[Source data]

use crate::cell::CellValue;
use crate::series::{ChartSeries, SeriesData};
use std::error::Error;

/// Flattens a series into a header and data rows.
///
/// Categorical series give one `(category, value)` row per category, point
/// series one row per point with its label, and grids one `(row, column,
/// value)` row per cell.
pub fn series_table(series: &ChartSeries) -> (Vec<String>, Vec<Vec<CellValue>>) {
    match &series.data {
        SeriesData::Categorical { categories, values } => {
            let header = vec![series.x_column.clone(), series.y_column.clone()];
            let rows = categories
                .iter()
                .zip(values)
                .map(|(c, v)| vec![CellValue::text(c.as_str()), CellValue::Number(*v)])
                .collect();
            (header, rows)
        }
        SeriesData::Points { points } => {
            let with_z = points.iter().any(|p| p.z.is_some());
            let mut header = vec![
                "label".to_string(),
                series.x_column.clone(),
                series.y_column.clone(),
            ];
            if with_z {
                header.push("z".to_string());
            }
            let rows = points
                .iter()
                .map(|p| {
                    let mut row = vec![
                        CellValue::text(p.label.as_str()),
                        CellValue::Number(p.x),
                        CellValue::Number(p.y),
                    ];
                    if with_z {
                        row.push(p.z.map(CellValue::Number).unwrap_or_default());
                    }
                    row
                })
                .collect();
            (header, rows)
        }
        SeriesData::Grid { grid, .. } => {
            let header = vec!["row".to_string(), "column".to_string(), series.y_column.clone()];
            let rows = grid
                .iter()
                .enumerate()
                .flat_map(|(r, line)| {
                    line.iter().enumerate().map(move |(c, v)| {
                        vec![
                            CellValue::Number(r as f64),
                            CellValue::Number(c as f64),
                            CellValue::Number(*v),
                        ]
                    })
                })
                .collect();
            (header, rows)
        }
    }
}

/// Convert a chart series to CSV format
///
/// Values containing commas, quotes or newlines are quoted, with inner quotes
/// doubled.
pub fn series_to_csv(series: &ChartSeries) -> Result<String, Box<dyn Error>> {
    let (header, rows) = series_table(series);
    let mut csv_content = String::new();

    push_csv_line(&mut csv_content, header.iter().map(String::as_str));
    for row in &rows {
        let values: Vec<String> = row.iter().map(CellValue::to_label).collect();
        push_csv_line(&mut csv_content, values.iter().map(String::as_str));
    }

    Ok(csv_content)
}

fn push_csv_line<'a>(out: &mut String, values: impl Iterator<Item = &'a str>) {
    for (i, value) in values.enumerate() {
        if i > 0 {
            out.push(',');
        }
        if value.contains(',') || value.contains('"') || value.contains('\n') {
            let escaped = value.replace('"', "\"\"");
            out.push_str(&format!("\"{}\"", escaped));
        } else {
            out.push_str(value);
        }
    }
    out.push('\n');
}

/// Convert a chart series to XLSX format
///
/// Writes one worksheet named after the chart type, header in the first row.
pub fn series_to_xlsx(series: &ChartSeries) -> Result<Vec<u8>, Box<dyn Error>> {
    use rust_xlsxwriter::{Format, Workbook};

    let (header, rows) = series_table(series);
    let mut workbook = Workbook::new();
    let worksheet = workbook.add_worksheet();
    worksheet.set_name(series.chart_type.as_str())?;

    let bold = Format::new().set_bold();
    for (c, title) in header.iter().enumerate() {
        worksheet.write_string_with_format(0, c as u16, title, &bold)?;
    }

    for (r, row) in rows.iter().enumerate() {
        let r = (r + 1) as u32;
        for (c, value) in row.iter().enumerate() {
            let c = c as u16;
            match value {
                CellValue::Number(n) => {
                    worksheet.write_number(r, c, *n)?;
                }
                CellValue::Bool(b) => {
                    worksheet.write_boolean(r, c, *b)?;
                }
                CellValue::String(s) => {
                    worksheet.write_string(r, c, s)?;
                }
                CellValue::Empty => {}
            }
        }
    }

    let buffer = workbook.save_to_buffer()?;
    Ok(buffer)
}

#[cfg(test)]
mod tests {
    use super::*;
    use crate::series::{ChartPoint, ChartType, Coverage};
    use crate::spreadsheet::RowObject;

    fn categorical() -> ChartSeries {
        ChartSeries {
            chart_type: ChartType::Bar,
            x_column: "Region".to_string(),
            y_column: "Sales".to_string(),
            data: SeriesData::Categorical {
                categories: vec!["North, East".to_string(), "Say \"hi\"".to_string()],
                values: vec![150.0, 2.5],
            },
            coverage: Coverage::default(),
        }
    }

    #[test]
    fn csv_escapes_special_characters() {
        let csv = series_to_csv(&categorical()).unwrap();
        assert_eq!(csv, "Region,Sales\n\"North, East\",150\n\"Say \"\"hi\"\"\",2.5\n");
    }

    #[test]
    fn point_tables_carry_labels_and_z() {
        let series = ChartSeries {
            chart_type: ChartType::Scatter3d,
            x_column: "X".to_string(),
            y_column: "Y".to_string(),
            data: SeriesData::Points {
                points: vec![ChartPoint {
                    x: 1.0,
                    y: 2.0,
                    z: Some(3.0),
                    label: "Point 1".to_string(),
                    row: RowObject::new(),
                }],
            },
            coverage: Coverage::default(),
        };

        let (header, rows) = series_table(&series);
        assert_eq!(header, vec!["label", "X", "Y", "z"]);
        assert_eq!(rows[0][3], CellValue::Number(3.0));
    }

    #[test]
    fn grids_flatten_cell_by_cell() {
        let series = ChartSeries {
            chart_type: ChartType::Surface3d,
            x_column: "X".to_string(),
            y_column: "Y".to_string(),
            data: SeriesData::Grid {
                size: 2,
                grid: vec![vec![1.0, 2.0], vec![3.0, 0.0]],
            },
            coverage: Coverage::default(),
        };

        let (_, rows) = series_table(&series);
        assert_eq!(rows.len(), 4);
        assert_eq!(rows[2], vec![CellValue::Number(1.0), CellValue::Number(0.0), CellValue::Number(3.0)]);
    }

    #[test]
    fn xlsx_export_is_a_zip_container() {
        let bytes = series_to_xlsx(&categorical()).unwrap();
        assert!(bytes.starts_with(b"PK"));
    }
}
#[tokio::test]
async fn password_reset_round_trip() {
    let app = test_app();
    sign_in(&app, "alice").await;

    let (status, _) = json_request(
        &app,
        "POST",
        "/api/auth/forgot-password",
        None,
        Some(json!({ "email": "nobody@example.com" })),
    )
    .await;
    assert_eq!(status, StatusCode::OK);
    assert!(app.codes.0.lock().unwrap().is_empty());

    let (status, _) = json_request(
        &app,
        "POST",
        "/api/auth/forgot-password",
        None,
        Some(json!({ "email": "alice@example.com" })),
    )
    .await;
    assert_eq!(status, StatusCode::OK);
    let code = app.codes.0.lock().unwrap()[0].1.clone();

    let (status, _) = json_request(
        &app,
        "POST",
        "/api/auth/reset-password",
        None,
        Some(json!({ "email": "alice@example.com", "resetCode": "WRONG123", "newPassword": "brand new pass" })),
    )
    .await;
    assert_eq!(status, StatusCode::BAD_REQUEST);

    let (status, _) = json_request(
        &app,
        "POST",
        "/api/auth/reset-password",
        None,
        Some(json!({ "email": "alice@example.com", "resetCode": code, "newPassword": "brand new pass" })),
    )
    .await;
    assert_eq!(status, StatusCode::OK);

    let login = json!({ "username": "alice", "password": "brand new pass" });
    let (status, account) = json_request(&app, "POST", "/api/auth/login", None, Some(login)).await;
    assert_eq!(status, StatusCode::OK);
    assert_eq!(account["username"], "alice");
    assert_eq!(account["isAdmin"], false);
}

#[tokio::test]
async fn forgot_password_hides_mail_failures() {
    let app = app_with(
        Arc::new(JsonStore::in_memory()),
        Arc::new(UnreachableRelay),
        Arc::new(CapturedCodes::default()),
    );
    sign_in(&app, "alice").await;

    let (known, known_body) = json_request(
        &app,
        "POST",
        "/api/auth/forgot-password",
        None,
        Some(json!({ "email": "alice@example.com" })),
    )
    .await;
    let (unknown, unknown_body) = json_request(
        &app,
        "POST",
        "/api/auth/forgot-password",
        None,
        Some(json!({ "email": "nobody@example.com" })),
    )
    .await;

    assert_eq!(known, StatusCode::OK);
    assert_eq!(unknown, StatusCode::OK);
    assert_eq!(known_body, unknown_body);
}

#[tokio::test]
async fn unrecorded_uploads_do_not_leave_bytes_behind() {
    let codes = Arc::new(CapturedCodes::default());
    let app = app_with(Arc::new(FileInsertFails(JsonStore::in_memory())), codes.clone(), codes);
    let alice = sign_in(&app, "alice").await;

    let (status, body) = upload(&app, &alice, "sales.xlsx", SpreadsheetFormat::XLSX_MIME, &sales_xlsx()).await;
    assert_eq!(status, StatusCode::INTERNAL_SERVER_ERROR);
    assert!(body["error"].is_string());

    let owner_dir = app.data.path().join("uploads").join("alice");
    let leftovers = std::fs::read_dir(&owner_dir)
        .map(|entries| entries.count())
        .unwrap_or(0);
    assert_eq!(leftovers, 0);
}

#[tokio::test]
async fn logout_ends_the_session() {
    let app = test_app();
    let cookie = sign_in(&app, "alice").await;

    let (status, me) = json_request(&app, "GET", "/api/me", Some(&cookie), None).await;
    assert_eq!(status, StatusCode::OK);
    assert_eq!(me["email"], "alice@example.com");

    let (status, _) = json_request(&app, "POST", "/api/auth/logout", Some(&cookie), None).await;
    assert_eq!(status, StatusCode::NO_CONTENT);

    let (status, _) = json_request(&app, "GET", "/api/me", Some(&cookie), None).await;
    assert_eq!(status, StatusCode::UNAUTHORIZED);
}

### What you need to do
What lines in the data hold the word "newPassword"? Return them.

### Expected answer
        Some(json!({ "email": "alice@example.com", "resetCode": "WRONG123", "newPassword": "brand new pass" })),
        Some(json!({ "email": "alice@example.com", "resetCode": code, "newPassword": "brand new pass" })),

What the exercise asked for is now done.